### Source material
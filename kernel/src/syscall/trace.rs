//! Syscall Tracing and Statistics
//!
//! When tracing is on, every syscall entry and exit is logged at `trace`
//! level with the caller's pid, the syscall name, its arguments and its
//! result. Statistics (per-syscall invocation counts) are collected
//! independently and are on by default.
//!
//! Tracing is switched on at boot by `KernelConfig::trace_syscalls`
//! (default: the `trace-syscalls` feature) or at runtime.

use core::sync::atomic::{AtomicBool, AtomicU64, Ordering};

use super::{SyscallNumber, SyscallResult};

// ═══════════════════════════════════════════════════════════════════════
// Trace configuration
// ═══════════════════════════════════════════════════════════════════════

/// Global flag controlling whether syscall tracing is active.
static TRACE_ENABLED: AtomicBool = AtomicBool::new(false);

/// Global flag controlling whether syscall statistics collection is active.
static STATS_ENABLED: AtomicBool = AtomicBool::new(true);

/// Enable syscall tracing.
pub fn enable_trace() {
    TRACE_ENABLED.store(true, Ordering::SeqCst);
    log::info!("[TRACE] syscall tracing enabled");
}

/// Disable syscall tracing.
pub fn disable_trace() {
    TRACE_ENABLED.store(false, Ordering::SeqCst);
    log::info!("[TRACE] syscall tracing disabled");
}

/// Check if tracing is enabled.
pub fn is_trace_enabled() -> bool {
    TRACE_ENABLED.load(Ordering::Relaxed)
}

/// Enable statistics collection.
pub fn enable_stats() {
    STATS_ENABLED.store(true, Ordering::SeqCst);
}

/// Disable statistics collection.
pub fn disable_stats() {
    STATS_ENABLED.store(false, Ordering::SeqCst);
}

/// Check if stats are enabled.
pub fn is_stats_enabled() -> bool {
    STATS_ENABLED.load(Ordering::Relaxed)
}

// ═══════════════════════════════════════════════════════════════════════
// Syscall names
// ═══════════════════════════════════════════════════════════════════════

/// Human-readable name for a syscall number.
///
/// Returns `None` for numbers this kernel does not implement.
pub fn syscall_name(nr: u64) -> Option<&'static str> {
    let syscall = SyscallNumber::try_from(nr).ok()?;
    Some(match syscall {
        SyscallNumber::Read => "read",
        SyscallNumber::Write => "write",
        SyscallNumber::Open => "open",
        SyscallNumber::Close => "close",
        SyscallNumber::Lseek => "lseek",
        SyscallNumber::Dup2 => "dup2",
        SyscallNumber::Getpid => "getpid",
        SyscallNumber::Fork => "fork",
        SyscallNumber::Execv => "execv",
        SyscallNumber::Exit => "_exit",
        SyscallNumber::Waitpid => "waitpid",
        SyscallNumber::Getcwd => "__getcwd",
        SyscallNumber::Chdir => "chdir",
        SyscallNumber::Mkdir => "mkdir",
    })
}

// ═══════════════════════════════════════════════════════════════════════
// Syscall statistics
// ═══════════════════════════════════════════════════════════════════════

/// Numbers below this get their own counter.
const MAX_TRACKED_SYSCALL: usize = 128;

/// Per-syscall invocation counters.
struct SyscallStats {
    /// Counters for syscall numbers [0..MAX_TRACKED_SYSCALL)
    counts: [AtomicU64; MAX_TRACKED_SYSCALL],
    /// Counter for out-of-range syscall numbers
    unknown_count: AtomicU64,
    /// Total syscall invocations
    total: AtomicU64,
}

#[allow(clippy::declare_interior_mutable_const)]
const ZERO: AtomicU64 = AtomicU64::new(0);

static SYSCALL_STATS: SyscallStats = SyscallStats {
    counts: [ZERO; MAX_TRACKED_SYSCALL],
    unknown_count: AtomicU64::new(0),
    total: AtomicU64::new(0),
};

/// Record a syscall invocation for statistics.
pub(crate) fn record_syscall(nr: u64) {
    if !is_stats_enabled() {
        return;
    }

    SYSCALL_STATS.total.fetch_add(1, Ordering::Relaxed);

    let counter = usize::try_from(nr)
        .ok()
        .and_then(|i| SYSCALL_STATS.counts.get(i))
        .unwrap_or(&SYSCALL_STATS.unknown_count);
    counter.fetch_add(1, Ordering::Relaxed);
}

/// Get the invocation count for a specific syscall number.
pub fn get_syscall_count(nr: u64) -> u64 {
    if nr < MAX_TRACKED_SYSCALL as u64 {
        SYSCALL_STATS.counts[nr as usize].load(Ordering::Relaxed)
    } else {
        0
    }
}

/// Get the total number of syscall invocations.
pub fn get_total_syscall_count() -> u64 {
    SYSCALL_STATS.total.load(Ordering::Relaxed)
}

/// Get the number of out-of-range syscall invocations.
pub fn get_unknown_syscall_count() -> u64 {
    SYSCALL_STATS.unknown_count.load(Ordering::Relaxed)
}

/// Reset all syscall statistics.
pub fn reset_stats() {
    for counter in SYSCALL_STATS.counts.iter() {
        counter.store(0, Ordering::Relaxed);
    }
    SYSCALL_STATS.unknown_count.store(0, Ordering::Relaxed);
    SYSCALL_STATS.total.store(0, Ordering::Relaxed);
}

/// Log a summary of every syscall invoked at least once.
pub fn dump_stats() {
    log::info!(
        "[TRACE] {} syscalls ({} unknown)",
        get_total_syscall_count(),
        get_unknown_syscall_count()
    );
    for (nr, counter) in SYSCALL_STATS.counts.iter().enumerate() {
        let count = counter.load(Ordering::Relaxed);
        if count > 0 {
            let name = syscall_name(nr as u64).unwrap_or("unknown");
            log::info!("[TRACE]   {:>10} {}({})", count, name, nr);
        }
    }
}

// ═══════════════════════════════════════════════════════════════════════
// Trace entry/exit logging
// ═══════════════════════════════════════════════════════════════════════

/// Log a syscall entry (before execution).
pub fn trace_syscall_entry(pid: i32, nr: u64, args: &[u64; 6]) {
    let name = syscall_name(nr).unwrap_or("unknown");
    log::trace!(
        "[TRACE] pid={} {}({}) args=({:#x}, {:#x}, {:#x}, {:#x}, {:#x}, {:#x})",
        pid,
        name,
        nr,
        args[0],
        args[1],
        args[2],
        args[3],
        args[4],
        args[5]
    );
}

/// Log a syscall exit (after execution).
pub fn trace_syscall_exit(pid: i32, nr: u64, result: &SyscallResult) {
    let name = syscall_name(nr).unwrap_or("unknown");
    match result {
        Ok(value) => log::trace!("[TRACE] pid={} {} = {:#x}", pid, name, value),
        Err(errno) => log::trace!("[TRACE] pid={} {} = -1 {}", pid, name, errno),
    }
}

...

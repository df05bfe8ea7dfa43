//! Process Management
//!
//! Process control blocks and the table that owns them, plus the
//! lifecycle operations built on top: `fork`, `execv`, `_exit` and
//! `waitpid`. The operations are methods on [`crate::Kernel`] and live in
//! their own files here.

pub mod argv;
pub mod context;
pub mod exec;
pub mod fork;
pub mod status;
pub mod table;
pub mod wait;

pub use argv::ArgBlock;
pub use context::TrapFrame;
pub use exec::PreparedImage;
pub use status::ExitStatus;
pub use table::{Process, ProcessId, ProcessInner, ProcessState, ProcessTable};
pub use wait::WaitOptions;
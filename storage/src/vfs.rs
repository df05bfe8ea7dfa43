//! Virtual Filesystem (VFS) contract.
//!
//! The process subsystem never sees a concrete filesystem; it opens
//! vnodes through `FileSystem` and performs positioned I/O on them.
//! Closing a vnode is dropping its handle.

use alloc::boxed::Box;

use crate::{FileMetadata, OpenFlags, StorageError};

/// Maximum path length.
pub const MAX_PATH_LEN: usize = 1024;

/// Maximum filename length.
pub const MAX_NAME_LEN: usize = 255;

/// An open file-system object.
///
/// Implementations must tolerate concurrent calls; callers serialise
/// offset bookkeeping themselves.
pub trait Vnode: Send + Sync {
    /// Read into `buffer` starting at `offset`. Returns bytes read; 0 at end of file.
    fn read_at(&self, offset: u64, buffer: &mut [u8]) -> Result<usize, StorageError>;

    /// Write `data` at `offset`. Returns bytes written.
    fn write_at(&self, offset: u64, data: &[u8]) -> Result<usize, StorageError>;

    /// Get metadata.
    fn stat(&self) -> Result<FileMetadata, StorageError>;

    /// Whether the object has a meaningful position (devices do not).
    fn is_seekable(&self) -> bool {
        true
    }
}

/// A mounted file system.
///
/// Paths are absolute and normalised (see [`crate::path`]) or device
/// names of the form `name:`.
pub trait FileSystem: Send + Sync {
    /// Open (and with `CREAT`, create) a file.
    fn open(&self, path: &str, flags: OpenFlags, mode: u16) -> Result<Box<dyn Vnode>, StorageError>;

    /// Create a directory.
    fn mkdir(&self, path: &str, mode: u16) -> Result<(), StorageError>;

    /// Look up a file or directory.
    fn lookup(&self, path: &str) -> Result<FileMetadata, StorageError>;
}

---

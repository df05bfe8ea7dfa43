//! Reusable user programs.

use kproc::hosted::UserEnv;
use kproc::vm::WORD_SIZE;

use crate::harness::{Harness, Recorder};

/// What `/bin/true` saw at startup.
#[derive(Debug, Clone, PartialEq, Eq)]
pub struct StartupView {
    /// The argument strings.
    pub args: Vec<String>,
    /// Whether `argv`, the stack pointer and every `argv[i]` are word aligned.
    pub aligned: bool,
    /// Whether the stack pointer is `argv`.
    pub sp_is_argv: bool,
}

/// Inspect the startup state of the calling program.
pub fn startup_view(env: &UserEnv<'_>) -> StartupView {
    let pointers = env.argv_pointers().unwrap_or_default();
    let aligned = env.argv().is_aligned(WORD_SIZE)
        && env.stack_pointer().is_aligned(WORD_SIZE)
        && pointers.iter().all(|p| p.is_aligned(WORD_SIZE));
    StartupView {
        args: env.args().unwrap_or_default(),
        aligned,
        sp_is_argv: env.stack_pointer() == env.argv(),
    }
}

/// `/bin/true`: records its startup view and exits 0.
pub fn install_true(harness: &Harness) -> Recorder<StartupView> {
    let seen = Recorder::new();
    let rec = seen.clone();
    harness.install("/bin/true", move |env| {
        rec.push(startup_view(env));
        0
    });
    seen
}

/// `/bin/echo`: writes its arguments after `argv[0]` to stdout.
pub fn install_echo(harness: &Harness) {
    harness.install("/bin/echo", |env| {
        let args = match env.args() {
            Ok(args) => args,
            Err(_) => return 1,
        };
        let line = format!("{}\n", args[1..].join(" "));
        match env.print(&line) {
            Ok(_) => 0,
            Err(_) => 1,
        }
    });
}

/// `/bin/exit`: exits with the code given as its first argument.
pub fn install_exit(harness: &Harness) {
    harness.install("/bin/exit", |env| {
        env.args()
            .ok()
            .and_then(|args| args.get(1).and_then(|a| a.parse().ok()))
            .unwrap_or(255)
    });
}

### Your instructions
Search the entries for the string "SyscallResult" and copy each line where it occurs.

### Written solution
use super::{SyscallNumber, SyscallResult};
pub fn trace_syscall_exit(pid: i32, nr: u64, result: &SyscallResult) {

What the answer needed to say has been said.